On Tue, 20 Apr 2010, Junio C Hamano wrote:
"Henrik Grubbström (Grubba)" <grubba@xxxxxxxxxx> writes:
When the conversion filter for a file is changed, the file may get
listed as modified even though the user has not made any changes to it.
This patch makes the index ignore such changes. It also makes git-diff
compare with the normalized content rather than the original content.
Hmm, I am not happy with this. A typical use case I am imagining goes
like this:
0. You have a project with LF line ending. You clone to a filesystem
that needs autocrlf but somehow it is not set, and end up with files
with LF line ending in your working tree.
Ok, but note that LF is the canonical line ending in git.
1. You notice the mistake, and set autocrlf. "git diff" does not say
anything, as the index is clean.
Ok.
2. Once you fixed the line endings in the working tree files, however,
"git diff" will say the files are different, but there is no actual
change (i.e. you see "diff --git a/file b/file" and nothing else).
Ok.
3. "git update-index --refresh" does not improve the situation, as it
(thinks) it knows the blob and the working tree file are different.
False. "git update-index --refresh" uses read-cache.c:ce_compare_data() to
compare the content of the blob with the normalized content of the working
tree, which both now and with my patch will return true (since the blob in
the repository already is normalized with respect to CRLF).
Let's take the reverse case instead:
0. For some reason a file using CRLF line endings has entered the
repository.
1. The user notices the mistake, and sets crlf. The index is still
clean, but the user wants the file with LF line endings, so the
user does a "git checkout -- the_file".
2. The index is now dirty, so the user performs a "git update-index
--refresh".
Unpatched:
update-index had no effect, since the normalized working tree
file is compared with the unnormalized repository file. The
user will have a dirty working tree until either the normalized
file is committed, or the attribute change is reverted.
Patched:
update-index will compare with the normalized repository file,
which will be equal to the normalized working tree file. The
user now has a clean working tree.
I was hoping to see a solution where you will add a stronger version of
"refresh" without having to do anything else other than recording "how did
I munge the file in the working tree to produce the blob". The third step
would change to:
3. "git update-index --refresh" notices that the conversion parameters
are different since the last time the files in the working tree were
looked at (i.e. immediately after a "clone", working tree files are
what git wrote out using convert_to_working_tree() and you know what
conversion you used; after the user modified files in the working tree
and said "git add", you know you what conversion parameters you ran
convert_to_git() with to produce blobs). The paths that has different
conversion parameters are re-indexed to see if they hash to the same
sha1 as recorded in the index. If they have changed, their index
entries are left intact (i.e. you will still show the differences);
otherwise you update the cached stat information for their index
entries.
I believe that most people that have edited a file that has changed CRLF
convention aren't interested in that all lines have changed, but in only
the lines that have actually been edited.

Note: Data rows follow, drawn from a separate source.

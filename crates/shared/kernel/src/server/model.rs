use parking_lot::RwLock;
use spore_ml::TrainedArtifact;
use std::sync::Arc;

/// The one slot holding the currently served model.
///
/// Readers clone the inner `Arc` and release the lock immediately; a fit
/// replaces the whole artifact, so nobody observes a half-trained model.
#[derive(Debug, Clone, Default)]
pub struct ModelSlot {
    inner: Arc<RwLock<Option<Arc<TrainedArtifact>>>>,
}

impl ModelSlot {
    #[must_use]
    pub fn new(artifact: Option<TrainedArtifact>) -> Self {
        Self { inner: Arc::new(RwLock::new(artifact.map(Arc::new))) }
    }

    /// Snapshot of the current artifact, `None` until the first successful training.
    #[must_use]
    pub fn get(&self) -> Option<Arc<TrainedArtifact>> {
        self.inner.read().clone()
    }

    /// Swaps in a new artifact and returns the one it replaced.
    pub fn install(&self, artifact: Arc<TrainedArtifact>) -> Option<Arc<TrainedArtifact>> {
        self.inner.write().replace(artifact)
    }

    #[must_use]
    pub fn is_loaded(&self) -> bool {
        self.inner.read().is_some()
    }
}
#![cfg(feature = "server")]

use axum::body::{Body, to_bytes};
use axum::http::{Request, StatusCode, header};
use axum::response::Response;
use spore_kernel::domain::config::{ApiConfig, Compression, ModelConfig, TrainingConfig};
use spore_kernel::server::{ApiState, ModelSlot};
use spore_ml::{ModelArtifactStore, ModelTrainer};
use std::io::{Cursor, Write};
use tower::ServiceExt;
use zip::write::{SimpleFileOptions, ZipWriter};

const BOUNDARY: &str = "spore-test-boundary";

fn dataset() -> String {
    let mut out = vec![
        "class,cap-diameter,cap-shape,cap-surface,cap-color,does-bruise-or-bleed,gill-attachment,gill-color,stem-height,stem-width,stem-color,has-ring,ring-type,habitat,season".to_owned(),
    ];
    for i in 0..24 {
        let jitter = f64::from(i % 5) * 0.2;
        out.push(if i % 2 == 0 {
            format!("p,{:.1},x,g,o,f,e,w,{:.1},{:.1},w,t,g,d,w", 15.0 + jitter, 16.0 + jitter, 17.0 + jitter)
        } else {
            format!("e,{:.1},f,s,n,t,a,n,{:.1},{:.1},n,f,f,g,s", 3.0 + jitter, 4.0 + jitter, 5.0 + jitter)
        });
    }
    out.join("\n")
}

fn zipped(name: &str, contents: &[u8]) -> Vec<u8> {
    let mut writer = ZipWriter::new(Cursor::new(Vec::new()));
    writer.start_file(name, SimpleFileOptions::default()).unwrap();
    writer.write_all(contents).unwrap();
    writer.finish().unwrap().into_inner()
}

fn multipart(field: &str, file_name: &str, contents: &[u8]) -> Request<Body> {
    let mut body = Vec::new();
    write!(
        body,
        "--{BOUNDARY}\r\nContent-Disposition: form-data; name=\"{field}\"; filename=\"{file_name}\"\r\n\
         Content-Type: application/octet-stream\r\n\r\n"
    )
    .unwrap();
    body.extend_from_slice(contents);
    write!(body, "\r\n--{BOUNDARY}--\r\n").unwrap();

    Request::post("/fit/")
        .header(header::CONTENT_TYPE, format!("multipart/form-data; boundary={BOUNDARY}"))
        .body(Body::from(body))
        .unwrap()
}

struct Harness {
    app: axum::Router,
    model: ModelSlot,
    store: ModelArtifactStore,
    _dir: tempfile::TempDir,
}

async fn harness() -> Harness {
    let dir = tempfile::tempdir().unwrap();
    let store = ModelArtifactStore::open(&ModelConfig {
        path: dir.path().join("model.bin"),
        compression: Compression::Lz4,
    })
    .await
    .unwrap();

    let trainer = ModelTrainer::new(TrainingConfig {
        n_trees: 5,
        min_samples_split: 2,
        ..TrainingConfig::default()
    });
    let model = ModelSlot::default();
    let slice = spore_training::init(trainer, store.clone(), model.clone()).unwrap();

    let state = ApiState::builder()
        .config(ApiConfig::default())
        .model(model.clone())
        .register_slice(slice)
        .build()
        .unwrap();
    let (app, _) = spore_training::router().with_state(state).split_for_parts();

    Harness { app, model, store, _dir: dir }
}

async fn json(response: Response) -> serde_json::Value {
    serde_json::from_slice(&to_bytes(response.into_body(), 1 << 20).await.unwrap()).unwrap()
}

#[tokio::test(flavor = "multi_thread")]
async fn zip_upload_trains_saves_and_installs() {
    let h = harness().await;
    let upload = zipped("train_mushrooms.csv", dataset().as_bytes());

    let response = h.app.oneshot(multipart("filename", "train_mushrooms.zip", &upload)).await.unwrap();
    assert_eq!(response.status(), StatusCode::OK);
    assert_eq!(json(response).await, serde_json::json!({ "success": true }));

    assert!(h.model.is_loaded());
    let saved = h.store.load().await.unwrap().expect("artifact persisted");
    assert_eq!(saved.trained_at, h.model.get().unwrap().trained_at);
}

#[tokio::test(flavor = "multi_thread")]
async fn csv_upload_is_accepted_without_trailing_slash() {
    let h = harness().await;
    let mut request = multipart("filename", "train.csv", dataset().as_bytes());
    *request.uri_mut() = "/fit".parse().unwrap();

    let response = h.app.oneshot(request).await.unwrap();
    assert_eq!(response.status(), StatusCode::OK);
    assert!(h.model.is_loaded());
}

#[tokio::test(flavor = "multi_thread")]
async fn unsupported_extension_is_a_bad_request() {
    let h = harness().await;
    let response = h.app.oneshot(multipart("filename", "train.xlsx", b"whatever")).await.unwrap();
    assert_eq!(response.status(), StatusCode::BAD_REQUEST);
    assert!(json(response).await["detail"].as_str().unwrap().contains("train.xlsx"));
    assert!(!h.model.is_loaded());
}

#[tokio::test(flavor = "multi_thread")]
async fn archive_without_csv_is_a_bad_request() {
    let h = harness().await;
    let upload = zipped("notes.txt", b"nothing here");
    let response = h.app.oneshot(multipart("filename", "data.zip", &upload)).await.unwrap();
    assert_eq!(response.status(), StatusCode::BAD_REQUEST);
}

#[tokio::test(flavor = "multi_thread")]
async fn missing_file_is_unprocessable() {
    let h = harness().await;

    let response = h.app.clone().oneshot(multipart("other", "train.csv", b"x")).await.unwrap();
    assert_eq!(response.status(), StatusCode::UNPROCESSABLE_ENTITY);

    let plain_value = format!(
        "--{BOUNDARY}\r\nContent-Disposition: form-data; name=\"filename\"\r\n\r\ntrain.csv\r\n--{BOUNDARY}--\r\n"
    );
    let request = Request::post("/fit/")
        .header(header::CONTENT_TYPE, format!("multipart/form-data; boundary={BOUNDARY}"))
        .body(Body::from(plain_value))
        .unwrap();
    let response = h.app.clone().oneshot(request).await.unwrap();
    assert_eq!(response.status(), StatusCode::UNPROCESSABLE_ENTITY);
    assert!(json(response).await["detail"].as_str().unwrap().contains("filename"));

    let empty = Request::post("/fit/").body(Body::empty()).unwrap();
    let response = h.app.oneshot(empty).await.unwrap();
    assert_eq!(response.status(), StatusCode::UNPROCESSABLE_ENTITY);
}

#[tokio::test(flavor = "multi_thread")]
async fn broken_dataset_is_an_internal_error() {
    let h = harness().await;
    let response = h
        .app
        .oneshot(multipart("filename", "train.csv", b"class,color\np,red\n"))
        .await
        .unwrap();
    assert_eq!(response.status(), StatusCode::INTERNAL_SERVER_ERROR);
    assert!(json(response).await["detail"].as_str().unwrap().contains("Training failed"));
    assert!(!h.model.is_loaded());
}

#[tokio::test]
async fn archive_errors_surface_from_the_blocking_pool() {
    use spore_training::{Training, TrainingError, TrainingInner};

    let dir = tempfile::tempdir().unwrap();
    let store = ModelArtifactStore::open(&ModelConfig {
        path: dir.path().join("model.bin"),
        compression: Compression::None,
    })
    .await
    .unwrap();
    let training = Training::new(TrainingInner {
        trainer: ModelTrainer::new(TrainingConfig { n_trees: 5, ..TrainingConfig::default() }),
        store,
        model: ModelSlot::default(),
    });

    let no_csv = bytes::Bytes::from(zipped("readme.md", b"# nothing"));
    let err = training.fit("data.zip", no_csv).await.unwrap_err();
    assert!(matches!(err, TrainingError::NoTable { .. }), "{err}");

    let garbage = bytes::Bytes::from_static(b"PK\x03\x04 definitely not an archive");
    let err = training.fit("data.zip", garbage).await.unwrap_err();
    assert!(matches!(err, TrainingError::Zip { .. }), "{err}");

    assert!(!training.model.is_loaded());
}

The above example scenario is about crlf conversion, but the same idea
should apply to other types of conversions (e.g. smudge/clear filter
pair), no?
Yes, the same should apply to other conversions.
I can see that it would be benefitial to store what conversions were used
to turn the input into the canonical version that resulted in the object
store and registered in the index, but I am not sure why the re-indexed
versions need to be even stored in the index (either in-core, let alone
on-disk) nor produce new blob objects. What am I missing?
Storing the normalized sha1 is needed to reduce the amount of double work
(eg having "git update-index --refresh" reperform convert_to_git() for
the repository blob every time a file is dirty, instead of (as now) just
comparing the sha1 values).
Storing the normalized blob data helps reduce (or rather not increase)
code complexity in eg "git diff", since the only change to the code is
that a different blob sha1 is used.
The stored normalized blobs should take minimal space in the repository,
since:
1). The most common case is most likely that the normalized blob is the
same as the original blob (otherwise somebody else would have done
this before).
2). The normalized blob will probably often be stored as a delta, either
against the original blob (eg ident), or backward against the next
commit of the file (eg crlf).
3). If the normalized blob isn't used in deltas, it will sooner or later
be cleaned up by the gc.
--
Henrik Grubbström grubba@xxxxxxxxxx
Roxen Internet Software AB grubba@xxxxxxxxx